┏━━
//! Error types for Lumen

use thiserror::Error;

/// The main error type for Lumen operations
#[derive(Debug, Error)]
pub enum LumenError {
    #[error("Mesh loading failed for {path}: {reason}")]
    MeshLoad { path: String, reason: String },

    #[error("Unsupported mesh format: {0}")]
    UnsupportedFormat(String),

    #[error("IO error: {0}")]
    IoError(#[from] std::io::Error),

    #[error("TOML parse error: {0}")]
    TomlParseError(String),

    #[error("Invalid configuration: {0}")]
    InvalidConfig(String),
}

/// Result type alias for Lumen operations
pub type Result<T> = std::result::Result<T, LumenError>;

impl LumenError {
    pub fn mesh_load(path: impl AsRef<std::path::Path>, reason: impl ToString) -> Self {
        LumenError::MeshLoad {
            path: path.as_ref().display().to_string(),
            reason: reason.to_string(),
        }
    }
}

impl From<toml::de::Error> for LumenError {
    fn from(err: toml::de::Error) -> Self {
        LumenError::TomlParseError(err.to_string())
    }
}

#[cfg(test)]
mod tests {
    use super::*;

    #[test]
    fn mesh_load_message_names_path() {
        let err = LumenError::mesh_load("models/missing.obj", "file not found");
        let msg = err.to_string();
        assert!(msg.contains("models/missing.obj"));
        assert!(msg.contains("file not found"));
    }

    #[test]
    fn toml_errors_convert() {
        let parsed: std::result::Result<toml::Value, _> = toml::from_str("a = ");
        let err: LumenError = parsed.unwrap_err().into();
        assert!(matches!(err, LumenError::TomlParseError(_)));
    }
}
┗━━
◆ YOUR INSTRUCTIONS
Which lines above carry the string "operations"? Copy those lines.

◆ ANSWER FOR THE TASK
/// The main error type for Lumen operations
/// Result type alias for Lumen operations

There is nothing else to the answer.